Il Washington Post ha definito lo sport di Khan «un faticoso misto di velocità, forza, precisione, resistenza e calcoli matematici». Un atleta inglese una volta definì lo squash «boxe con le racchette». Lo squash si gioca in un campo rettangolare con racchette lunghe come quelle da tennis, ma con un piatto più piccolo. Lo squash si gioca in due (anche se come nel tennis si possono giocare anche i cosiddetti “doppi”) e si fa punto spedendo una piccola pallina cava di gomma contro il muro di fronte ai giocatori in modo che il proprio avversario non riesca a rispedirla contro lo stesso muro dopo il primo rimbalzo a terra. Lo squash è diffuso principalmente nel Regno Unito e nelle ex colonie britanniche, ma anche negli Stati Uniti, in Egitto e in Germania. Secondo la federazione americana squash, circa 20 milioni di persone nel mondo giocano regolarmente a squash. Si tratta per certi versi di uno sport ancora d’élite: circa il 98 per cento dei giocatori abituali è laureato.
Anche per questo motivo la vittoria di Khan nel 1951 fece particolarmente impressione: uno sconosciuto pakistano oramai un po’ in là con gli anni aveva battuto i padroni di casa nello sport dove fino a quel momento avevano primeggiato gli studenti dei migliori college inglesi. Khan aveva cominciato a giocare nella base militare di Peshawar dove lavorava il padre, morto quando Khan aveva undici anni. All’inizio Khan lavorava come raccattapalle e lui e gli altri ragazzi cominciavano a giocare non appena gli ufficiali inglesi lasciavano il campo. Per i primi anni Khan giocava a piedi nudi sui mattoni che costituivano il pavimento del campo.

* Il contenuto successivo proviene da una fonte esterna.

//! 문서 저장소 추상화
//!
//! 컬렉션 + id로 접근하는 스키마리스 문서 저장소 인터페이스입니다.
//! 운영 환경은 SQLite 기반 구현을, 테스트는 인메모리 구현을 사용합니다.

pub mod memory;
pub mod sqlite;

pub use memory::MemoryDocumentStore;
pub use sqlite::{init_store, SqliteDocumentStore};

use serde::de::DeserializeOwned;
use serde::Serialize;
use serde_json::Value;

/// 문서 필드 맵
pub type Fields = serde_json::Map<String, Value>;

/// 저장소 오류 타입
#[derive(Debug, thiserror::Error)]
pub enum StoreError {
    #[error("문서를 찾을 수 없음: {collection}/{id}")]
    DocumentNotFound { collection: String, id: String },
    #[error("문서 형식 오류: {0}")]
    InvalidDocument(String),
    #[error("직렬화 오류: {0}")]
    Serialization(#[from] serde_json::Error),
    #[error("데이터베이스 오류: {0}")]
    Database(#[from] sqlx::Error),
}

/// 저장된 문서 (id + 필드)
#[derive(Debug, Clone)]
pub struct Document {
    pub id: String,
    pub data: Value,
}

impl Document {
    /// 문서를 레코드 타입으로 역직렬화. id는 `id` 필드로 주입됨
    pub fn decode<T: DeserializeOwned>(&self) -> Result<T, StoreError> {
        let mut data = self.data.clone();
        match &mut data {
            Value::Object(map) => {
                map.insert("id".to_string(), Value::String(self.id.clone()));
            }
            _ => {
                return Err(StoreError::InvalidDocument(format!(
                    "문서 본문이 객체가 아님: {}",
                    self.id
                )))
            }
        }
        Ok(serde_json::from_value(data)?)
    }
}

/// 레코드를 저장용 필드 맵으로 변환 (id 필드는 제외)
pub fn to_fields<T: Serialize>(record: &T) -> Result<Fields, StoreError> {
    match serde_json::to_value(record)? {
        Value::Object(mut map) => {
            map.remove("id");
            Ok(map)
        }
        other => Err(StoreError::InvalidDocument(format!(
            "레코드가 객체로 직렬화되지 않음: {}",
            other
        ))),
    }
}

/// 정렬 방향
#[derive(Debug, Clone, Copy, PartialEq, Eq)]
pub enum SortDir {
    Asc,
    Desc,
}

/// 필드 동등 비교 + 정렬 + 제한 질의
#[derive(Debug, Clone, Default)]
pub struct Query {
    pub filter: Option<(String, Value)>,
    pub order_by: Option<(String, SortDir)>,
    pub limit: Option<i64>,
}

impl Query {
    pub fn new() -> Self {
        Self::default()
    }

    pub fn where_eq(mut self, field: &str, value: impl Into<Value>) -> Self {
        self.filter = Some((field.to_string(), value.into()));
        self
    }

    pub fn order_by(mut self, field: &str, dir: SortDir) -> Self {
        self.order_by = Some((field.to_string(), dir));
        self
    }

    pub fn limit(mut self, n: i64) -> Self {
        self.limit = Some(n);
        self
    }
}

/// 문서 저장소 인터페이스
///
/// `update` 계열은 JSON merge-patch 의미론을 따릅니다:
/// null 값은 해당 최상위 필드를 제거합니다.
#[async_trait::async_trait]
pub trait DocumentStore: Send + Sync {
    /// 단일 문서 조회
    async fn get(&self, collection: &str, id: &str) -> Result<Option<Document>, StoreError>;

    /// 문서 생성 또는 전체 교체
    async fn set(&self, collection: &str, id: &str, fields: Fields) -> Result<(), StoreError>;

    /// 부분 업데이트. 문서가 없으면 `DocumentNotFound`
    async fn update(&self, collection: &str, id: &str, fields: Fields) -> Result<(), StoreError>;

    /// 자동 생성 id로 문서 추가, 생성된 id 반환
    async fn add(&self, collection: &str, fields: Fields) -> Result<String, StoreError>;

    /// 필드 동등 비교 질의
    async fn query(&self, collection: &str, query: Query) -> Result<Vec<Document>, StoreError>;

    /// 숫자 필드 원자적 증가 (읽기-수정-쓰기 왕복 없음)
    async fn increment(
        &self,
        collection: &str,
        id: &str,
        field: &str,
        delta: f64,
    ) -> Result<(), StoreError>;

    /// 조건부 업데이트 (CAS). guard 필드가 기대값과 같을 때만 적용하고,
    /// 적용 여부를 반환. 문서가 없으면 false
    async fn update_if(
        &self,
        collection: &str,
        id: &str,
        guard_field: &str,
        expected: &Value,
        fields: Fields,
    ) -> Result<bool, StoreError>;
}

/// 숫자는 수치로, 나머지는 구조적으로 비교
pub(crate) fn value_eq(a: &Value, b: &Value) -> bool {
    match (a, b) {
        (Value::Number(x), Value::Number(y)) => x.as_f64() == y.as_f64(),
        _ => a == b,
    }
}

Nel 1942 cominciò a essere pagato per allenare gli ufficiali inglesi e due anni dopo fece un viaggio in treno di due giorni per partecipare a un torneo regionale indiano. Era la prima volta in cui giocava su un campo in legno. Khan vinse il torneo e tornò per i due anni successivi per difendere – con successo – il titolo conquistato. Nel 1947 l’India si separò dal Pakistan e Khan divenne un giocatore della squadra di squash dell’aviazione militare pakistana, che nel 1951 gli pagò il viaggio agli Open di Londra. Al suo ritorno in Pakistan c’erano un milione di persone ad attenderlo per festeggiarlo. Non sarebbe stata l’ultima volta in cui vinceva il più importante torneo di squash: nel corso della sua carriera Khan vinse gli Open di Londra altre sei volte.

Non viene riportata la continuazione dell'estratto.